//! Graphics pipeline construction.
//!
//! Pipelines are built for dynamic rendering (Vulkan 1.3): there is no
//! `VkRenderPass`; the target is identified by its attachment formats.
//! Viewport and scissor are always dynamic so pipelines survive resizes.

use crate::error::{GpuError, Result};
use ash::vk;

/// Create a shader module from SPIR-V words.
///
/// # Safety
/// The device must be valid and `code` must be valid SPIR-V.
pub unsafe fn create_shader_module(
    device: &ash::Device,
    code: &[u32],
) -> Result<vk::ShaderModule> {
    let shader_info = vk::ShaderModuleCreateInfo::default().code(code);
    let module = unsafe {
        device
            .create_shader_module(&shader_info, None)
            .map_err(|e| GpuError::ShaderModule(e.to_string()))?
    };
    Ok(module)
}

/// Create a pipeline layout.
///
/// # Safety
/// The device and descriptor set layouts must be valid.
pub unsafe fn create_pipeline_layout(
    device: &ash::Device,
    descriptor_set_layouts: &[vk::DescriptorSetLayout],
    push_constant_ranges: &[vk::PushConstantRange],
) -> Result<vk::PipelineLayout> {
    let layout_info = vk::PipelineLayoutCreateInfo::default()
        .set_layouts(descriptor_set_layouts)
        .push_constant_ranges(push_constant_ranges);

    let layout = unsafe {
        device
            .create_pipeline_layout(&layout_info, None)
            .map_err(|e| GpuError::PipelineCreation(e.to_string()))?
    };
    Ok(layout)
}

/// Fixed-function state for one pipeline, fully expanded from pass state
/// bits by the render layer.
#[derive(Clone, Copy, Debug)]
pub struct RasterDesc {
    pub polygon_mode: vk::PolygonMode,
    pub cull_mode: vk::CullModeFlags,
    pub front_face: vk::FrontFace,
    pub depth_test: bool,
    pub depth_write: bool,
    pub depth_compare: vk::CompareOp,
    pub blend: bool,
    pub stencil_test: bool,
    pub color_write: bool,
}

impl Default for RasterDesc {
    fn default() -> Self {
        Self {
            polygon_mode: vk::PolygonMode::FILL,
            cull_mode: vk::CullModeFlags::BACK,
            front_face: vk::FrontFace::COUNTER_CLOCKWISE,
            depth_test: true,
            depth_write: true,
            depth_compare: vk::CompareOp::LESS,
            blend: false,
            stencil_test: false,
            color_write: true,
        }
    }
}

/// Everything needed to build one graphics pipeline.
#[derive(Clone)]
pub struct GraphicsPipelineDesc {
    pub vertex_module: vk::ShaderModule,
    /// Absent for depth-only passes.
    pub fragment_module: Option<vk::ShaderModule>,
    pub vertex_bindings: Vec<vk::VertexInputBindingDescription>,
    pub vertex_attributes: Vec<vk::VertexInputAttributeDescription>,
    pub raster: RasterDesc,
    /// Color attachment format, if the target has one.
    pub color_format: Option<vk::Format>,
    /// Depth(-stencil) attachment format, if the target has one.
    pub depth_format: Option<vk::Format>,
}

/// Whether a depth format carries a stencil aspect.
pub fn format_has_stencil(format: vk::Format) -> bool {
    matches!(
        format,
        vk::Format::S8_UINT
            | vk::Format::D16_UNORM_S8_UINT
            | vk::Format::D24_UNORM_S8_UINT
            | vk::Format::D32_SFLOAT_S8_UINT
    )
}

/// Create a graphics pipeline for dynamic rendering.
///
/// # Safety
/// The device, layout, and shader modules must be valid.
pub unsafe fn create_graphics_pipeline(
    device: &ash::Device,
    layout: vk::PipelineLayout,
    desc: &GraphicsPipelineDesc,
) -> Result<vk::Pipeline> {
    let mut shader_stages = vec![vk::PipelineShaderStageCreateInfo::default()
        .stage(vk::ShaderStageFlags::VERTEX)
        .module(desc.vertex_module)
        .name(c"main")];

    if let Some(fragment) = desc.fragment_module {
        shader_stages.push(
            vk::PipelineShaderStageCreateInfo::default()
                .stage(vk::ShaderStageFlags::FRAGMENT)
                .module(fragment)
                .name(c"main"),
        );
    }

    let vertex_input = vk::PipelineVertexInputStateCreateInfo::default()
        .vertex_binding_descriptions(&desc.vertex_bindings)
        .vertex_attribute_descriptions(&desc.vertex_attributes);

    let input_assembly = vk::PipelineInputAssemblyStateCreateInfo::default()
        .topology(vk::PrimitiveTopology::TRIANGLE_LIST)
        .primitive_restart_enable(false);

    let viewport_state = vk::PipelineViewportStateCreateInfo::default()
        .viewport_count(1)
        .scissor_count(1);

    let rasterization = vk::PipelineRasterizationStateCreateInfo::default()
        .depth_clamp_enable(false)
        .rasterizer_discard_enable(false)
        .polygon_mode(desc.raster.polygon_mode)
        .cull_mode(desc.raster.cull_mode)
        .front_face(desc.raster.front_face)
        .depth_bias_enable(false)
        .line_width(1.0);

    let multisampling = vk::PipelineMultisampleStateCreateInfo::default()
        .rasterization_samples(vk::SampleCountFlags::TYPE_1)
        .sample_shading_enable(false);

    // Stencil-marking surfaces write reference 1 where they pass the
    // depth test; the post pass reads the marks.
    let stencil_op = vk::StencilOpState {
        fail_op: vk::StencilOp::KEEP,
        pass_op: vk::StencilOp::REPLACE,
        depth_fail_op: vk::StencilOp::KEEP,
        compare_op: vk::CompareOp::ALWAYS,
        compare_mask: 0xFF,
        write_mask: 0xFF,
        reference: 1,
    };

    let depth_stencil = vk::PipelineDepthStencilStateCreateInfo::default()
        .depth_test_enable(desc.raster.depth_test)
        .depth_write_enable(desc.raster.depth_write)
        .depth_compare_op(desc.raster.depth_compare)
        .depth_bounds_test_enable(false)
        .stencil_test_enable(desc.raster.stencil_test)
        .front(stencil_op)
        .back(stencil_op);

    let color_write_mask = if desc.raster.color_write {
        vk::ColorComponentFlags::RGBA
    } else {
        vk::ColorComponentFlags::empty()
    };

    let blend_attachment = if desc.raster.blend {
        vk::PipelineColorBlendAttachmentState::default()
            .blend_enable(true)
            .src_color_blend_factor(vk::BlendFactor::SRC_ALPHA)
            .dst_color_blend_factor(vk::BlendFactor::ONE_MINUS_SRC_ALPHA)
            .color_blend_op(vk::BlendOp::ADD)
            .src_alpha_blend_factor(vk::BlendFactor::ONE)
            .dst_alpha_blend_factor(vk::BlendFactor::ONE_MINUS_SRC_ALPHA)
            .alpha_blend_op(vk::BlendOp::ADD)
            .color_write_mask(color_write_mask)
    } else {
        vk::PipelineColorBlendAttachmentState::default()
            .blend_enable(false)
            .color_write_mask(color_write_mask)
    };

    let color_blend_attachments: Vec<_> = desc
        .color_format
        .iter()
        .map(|_| blend_attachment)
        .collect();

    let color_blending = vk::PipelineColorBlendStateCreateInfo::default()
        .logic_op_enable(false)
        .attachments(&color_blend_attachments);

    let dynamic_states = [vk::DynamicState::VIEWPORT, vk::DynamicState::SCISSOR];
    let dynamic_state =
        vk::PipelineDynamicStateCreateInfo::default().dynamic_states(&dynamic_states);

    let color_formats: Vec<vk::Format> = desc.color_format.into_iter().collect();
    let mut rendering_info =
        vk::PipelineRenderingCreateInfo::default().color_attachment_formats(&color_formats);

    if let Some(depth_format) = desc.depth_format {
        rendering_info = rendering_info.depth_attachment_format(depth_format);
        // Combined depth-stencil targets bind a stencil attachment whether
        // or not this pipeline tests it, and the formats must agree.
        if format_has_stencil(depth_format) {
            rendering_info = rendering_info.stencil_attachment_format(depth_format);
        }
    }

    let pipeline_info = vk::GraphicsPipelineCreateInfo::default()
        .stages(&shader_stages)
        .vertex_input_state(&vertex_input)
        .input_assembly_state(&input_assembly)
        .viewport_state(&viewport_state)
        .rasterization_state(&rasterization)
        .multisample_state(&multisampling)
        .depth_stencil_state(&depth_stencil)
        .color_blend_state(&color_blending)
        .dynamic_state(&dynamic_state)
        .layout(layout)
        .push_next(&mut rendering_info);

    let pipelines = unsafe {
        device
            .create_graphics_pipelines(vk::PipelineCache::null(), &[pipeline_info], None)
            .map_err(|(_pipelines, e)| GpuError::PipelineCreation(e.to_string()))?
    };

    Ok(pipelines[0])
}

#[cfg(test)]
mod tests {
    use super::*;

    #[test]
    fn stencil_formats() {
        assert!(format_has_stencil(vk::Format::D32_SFLOAT_S8_UINT));
        assert!(format_has_stencil(vk::Format::D24_UNORM_S8_UINT));
        assert!(!format_has_stencil(vk::Format::D32_SFLOAT));
        assert!(!format_has_stencil(vk::Format::R8G8B8A8_UNORM));
    }
}
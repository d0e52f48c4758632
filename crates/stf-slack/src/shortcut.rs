//! Message shortcut payloads (`type: message_action`).

use serde::Deserialize;
use serde_json::Value;

use stf_core::{
    domain::{ChannelId, ShortcutEvent, Ts, UserId},
    errors::Error,
    Result,
};

const MESSAGE_ACTION: &str = "message_action";

#[derive(Debug, Deserialize)]
struct MessageActionPayload {
    callback_id: String,
    channel: IdRef,
    user: IdRef,
    message: ActedMessage,
}

#[derive(Debug, Deserialize)]
struct IdRef {
    id: String,
}

#[derive(Debug, Deserialize)]
struct ActedMessage {
    ts: String,
    #[serde(default)]
    user: Option<String>,
}

/// Extract a forward shortcut from an interactivity payload.
///
/// Returns `Ok(None)` for payloads that are not a message shortcut with
/// `callback_id` (other shortcuts, block actions, view submissions).
pub fn parse_shortcut(payload: &Value, callback_id: &str) -> Result<Option<ShortcutEvent>> {
    let kind = payload.get("type").and_then(Value::as_str).unwrap_or("");
    if kind != MESSAGE_ACTION {
        return Ok(None);
    }
    if payload.get("callback_id").and_then(Value::as_str) != Some(callback_id) {
        return Ok(None);
    }

    let p: MessageActionPayload = serde_json::from_value(payload.clone())
        .map_err(|e| Error::Payload(format!("message_action: {e}")))?;

    Ok(Some(ShortcutEvent {
        callback_id: p.callback_id,
        channel: ChannelId(p.channel.id),
        user: UserId(p.user.id),
        message_ts: Ts(p.message.ts),
        message_author: p.message.user.map(UserId),
    }))
}
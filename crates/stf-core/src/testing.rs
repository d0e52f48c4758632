//! In-memory `ChatPlatform` used by unit tests.

use std::{
    collections::{HashMap, HashSet},
    sync::{
        atomic::{AtomicUsize, Ordering},
        Mutex,
    },
};

use async_trait::async_trait;

use crate::{
    domain::{ChannelId, GroupId, Message, MessageRef, Thread, Ts, UserId},
    errors::Error,
    messaging::{
        port::{ChatPlatform, EventAck},
        types::ReactionOutcome,
    },
    Result,
};

#[derive(Clone, Debug, PartialEq, Eq)]
pub struct Post {
    pub channel: String,
    pub text: String,
    pub thread_ts: Option<String>,
    pub assigned_ts: String,
}

#[derive(Clone, Copy, Debug, Default)]
pub enum ReactionBehavior {
    #[default]
    Add,
    AlreadyReacted,
    Fail,
}

#[derive(Default)]
pub struct FakePlatform {
    threads: HashMap<(String, String), Vec<serde_json::Value>>,
    groups: HashMap<String, Vec<String>>,
    failing_groups: HashSet<String>,
    fail_post_at: Option<usize>,
    reaction: ReactionBehavior,

    calls: Mutex<Vec<String>>,
    posts: Mutex<Vec<Post>>,
    in_flight: AtomicUsize,
    max_in_flight: AtomicUsize,
}

impl FakePlatform {
    pub fn with_thread(mut self, channel: &str, ts: &str, raw: Vec<serde_json::Value>) -> Self {
        self.threads
            .insert((channel.to_string(), ts.to_string()), raw);
        self
    }

    pub fn with_group(mut self, group: &str, members: &[&str]) -> Self {
        self.groups.insert(
            group.to_string(),
            members.iter().map(|m| m.to_string()).collect(),
        );
        self
    }

    pub fn with_failing_group(mut self, group: &str) -> Self {
        self.failing_groups.insert(group.to_string());
        self
    }

    /// Fail the post at zero-based `position` (0 is the new root).
    pub fn failing_post_at(mut self, position: usize) -> Self {
        self.fail_post_at = Some(position);
        self
    }

    pub fn with_reaction(mut self, behavior: ReactionBehavior) -> Self {
        self.reaction = behavior;
        self
    }

    pub fn calls(&self) -> Vec<String> {
        self.calls.lock().unwrap().clone()
    }

    pub fn posts(&self) -> Vec<Post> {
        self.posts.lock().unwrap().clone()
    }

    pub fn max_in_flight(&self) -> usize {
        self.max_in_flight.load(Ordering::SeqCst)
    }

    fn record(&self, call: String) {
        self.calls.lock().unwrap().push(call);
    }
}

#[async_trait]
impl ChatPlatform for FakePlatform {
    async fn fetch_thread(&self, channel: &ChannelId, root_ts: &Ts) -> Result<Thread> {
        self.record(format!("fetch_thread {channel} {root_ts}"));
        let raw = self
            .threads
            .get(&(channel.0.clone(), root_ts.0.clone()))
            .ok_or_else(|| Error::Api {
                method: "conversations.replies".to_string(),
                code: "thread_not_found".to_string(),
            })?;
        Ok(Thread::new(
            raw.iter().cloned().filter_map(Message::from_raw).collect(),
        ))
    }

    async fn post_message(
        &self,
        channel: &ChannelId,
        text: &str,
        thread_ts: Option<&Ts>,
    ) -> Result<Ts> {
        let position = self.posts.lock().unwrap().len();
        self.record(format!(
            "post_message {channel} thread={}",
            thread_ts.map(|t| t.as_str()).unwrap_or("-")
        ));

        let now = self.in_flight.fetch_add(1, Ordering::SeqCst) + 1;
        self.max_in_flight.fetch_max(now, Ordering::SeqCst);
        tokio::task::yield_now().await;
        self.in_flight.fetch_sub(1, Ordering::SeqCst);

        if self.fail_post_at == Some(position) {
            return Err(Error::Api {
                method: "chat.postMessage".to_string(),
                code: "msg_too_long".to_string(),
            });
        }

        let assigned_ts = format!("9000.{:06}", position + 1);
        self.posts.lock().unwrap().push(Post {
            channel: channel.0.clone(),
            text: text.to_string(),
            thread_ts: thread_ts.map(|t| t.0.clone()),
            assigned_ts: assigned_ts.clone(),
        });
        Ok(Ts(assigned_ts))
    }

    async fn list_group_members(&self, group: &GroupId) -> Result<Vec<UserId>> {
        self.record(format!("list_group_members {group}"));
        if self.failing_groups.contains(group.as_str()) {
            return Err(Error::Api {
                method: "usergroups.users.list".to_string(),
                code: "no_such_subteam".to_string(),
            });
        }
        Ok(self
            .groups
            .get(group.as_str())
            .map(|m| m.iter().map(|id| UserId::from(id.as_str())).collect())
            .unwrap_or_default())
    }

    async fn add_reaction(&self, msg: &MessageRef, name: &str) -> Result<ReactionOutcome> {
        self.record(format!("add_reaction {} {} {name}", msg.channel, msg.ts));
        match self.reaction {
            ReactionBehavior::Add => Ok(ReactionOutcome::Added),
            ReactionBehavior::AlreadyReacted => Ok(ReactionOutcome::AlreadyPresent),
            ReactionBehavior::Fail => Err(Error::Api {
                method: "reactions.add".to_string(),
                code: "missing_scope".to_string(),
            }),
        }
    }
}

/// Acknowledger that records into the platform's call log.
pub struct RecordingAck<'a> {
    platform: &'a FakePlatform,
    fail: bool,
}

impl FakePlatform {
    pub fn ack(&self) -> RecordingAck<'_> {
        RecordingAck {
            platform: self,
            fail: false,
        }
    }

    pub fn failing_ack(&self) -> RecordingAck<'_> {
        RecordingAck {
            platform: self,
            fail: true,
        }
    }
}

#[async_trait]
impl EventAck for RecordingAck<'_> {
    async fn ack(self) -> Result<()> {
        self.platform.record("ack".to_string());
        if self.fail {
            return Err(Error::External("ack transport closed".to_string()));
        }
        Ok(())
    }
}
//! Shortcut handling and ordered thread replication.

use std::sync::Arc;

use crate::{
    config::Config,
    domain::{ChannelId, ShortcutEvent, Thread},
    errors::Error,
    formatting::MessageSerializer,
    messaging::{
        port::{ChatPlatform, EventAck},
        types::{ForwardOutcome, ReactionOutcome},
    },
    Result,
};

/// Entry point for "forward this thread" shortcuts.
///
/// Holds only read-only state, so one instance is shared by every in-flight
/// event.
#[derive(Clone)]
pub struct ThreadForwarder {
    cfg: Arc<Config>,
    platform: Arc<dyn ChatPlatform>,
}

impl ThreadForwarder {
    pub fn new(cfg: Arc<Config>, platform: Arc<dyn ChatPlatform>) -> Self {
        Self { cfg, platform }
    }

    pub fn config(&self) -> &Config {
        &self.cfg
    }

    /// Handle one shortcut invocation end to end.
    ///
    /// The event is acknowledged before anything else. Failures are logged
    /// here and reported as [`ForwardOutcome::Failed`]; nothing propagates to
    /// the transport.
    pub async fn handle<A: EventAck>(&self, event: ShortcutEvent, ack: A) -> ForwardOutcome {
        if let Err(e) = ack.ack().await {
            tracing::warn!(error = %e, callback_id = %event.callback_id, "failed to acknowledge shortcut");
        }

        let author = event.message_author.as_ref().map_or("-", |u| u.as_str());
        match self.forward(&event).await {
            Ok(outcome) => {
                tracing::info!(
                    channel = %event.channel,
                    ts = %event.message_ts,
                    user = %event.user,
                    author,
                    ?outcome,
                    "shortcut handled"
                );
                outcome
            }
            Err(e) => {
                tracing::error!(
                    channel = %event.channel,
                    ts = %event.message_ts,
                    user = %event.user,
                    author,
                    error = %e,
                    "error forwarding thread"
                );
                ForwardOutcome::Failed
            }
        }
    }

    async fn forward(&self, event: &ShortcutEvent) -> Result<ForwardOutcome> {
        let destination = &self.cfg.forward_to_channel;

        if &event.channel == destination {
            tracing::error!(channel = %event.channel, "attempting to forward message to the same channel");
            return Ok(ForwardOutcome::SameChannel);
        }

        let allow_list = &self.cfg.allow_list;
        if allow_list.is_configured() && !allow_list.permits(&event.user, self.platform.as_ref()).await
        {
            tracing::warn!(user = %event.user, "user is not authorized to forward messages");
            return Ok(ForwardOutcome::Unauthorized);
        }

        let thread = self
            .platform
            .fetch_thread(&event.channel, &event.message_ts)
            .await
            .map_err(|e| Error::Fetch(e.to_string()))?;

        let outcome =
            replicate_thread(self.platform.as_ref(), destination, &thread, self.cfg.serializer)
                .await?;

        if matches!(outcome, ForwardOutcome::Forwarded { .. }) {
            self.mark_source(event).await;
        }

        Ok(outcome)
    }

    /// Best-effort acknowledgment reaction on the source message.
    async fn mark_source(&self, event: &ShortcutEvent) {
        let Some(name) = self.cfg.reaction.as_deref() else {
            return;
        };

        match self.platform.add_reaction(&event.source(), name).await {
            Ok(ReactionOutcome::Added) => {
                tracing::debug!(channel = %event.channel, ts = %event.message_ts, name, "marked source message");
            }
            Ok(ReactionOutcome::AlreadyPresent) => {
                tracing::debug!(channel = %event.channel, ts = %event.message_ts, name, "source message already marked");
            }
            Err(e) => {
                let e = Error::Reaction(e.to_string());
                tracing::warn!(channel = %event.channel, ts = %event.message_ts, error = %e, "could not mark source message");
            }
        }
    }
}

/// Re-post `thread` into `destination` as a new thread, oldest first.
///
/// Posts are issued one at a time; each reply is sent only after the previous
/// post returned. A failed post stops replication and leaves earlier posts in
/// place.
pub async fn replicate_thread(
    platform: &dyn ChatPlatform,
    destination: &ChannelId,
    thread: &Thread,
    serializer: MessageSerializer,
) -> Result<ForwardOutcome> {
    let Some(root) = thread.root() else {
        tracing::error!(%destination, "no messages in thread");
        return Ok(ForwardOutcome::EmptyThread);
    };

    let root_ts = platform
        .post_message(destination, &serializer.render(root), None)
        .await
        .map_err(|e| Error::Post {
            position: 0,
            reason: e.to_string(),
        })?;

    for (idx, reply) in thread.replies().iter().enumerate() {
        platform
            .post_message(destination, &serializer.render(reply), Some(&root_ts))
            .await
            .map_err(|e| Error::Post {
                position: idx + 1,
                reason: e.to_string(),
            })?;
    }

    Ok(ForwardOutcome::Forwarded {
        root_ts,
        posted: thread.len(),
    })
}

————————

## WORK INSTRUCTIONS
Once you have counted the lines of the records holding the string "BlendOp", state that number with no other words.

## TASK OUTPUT
2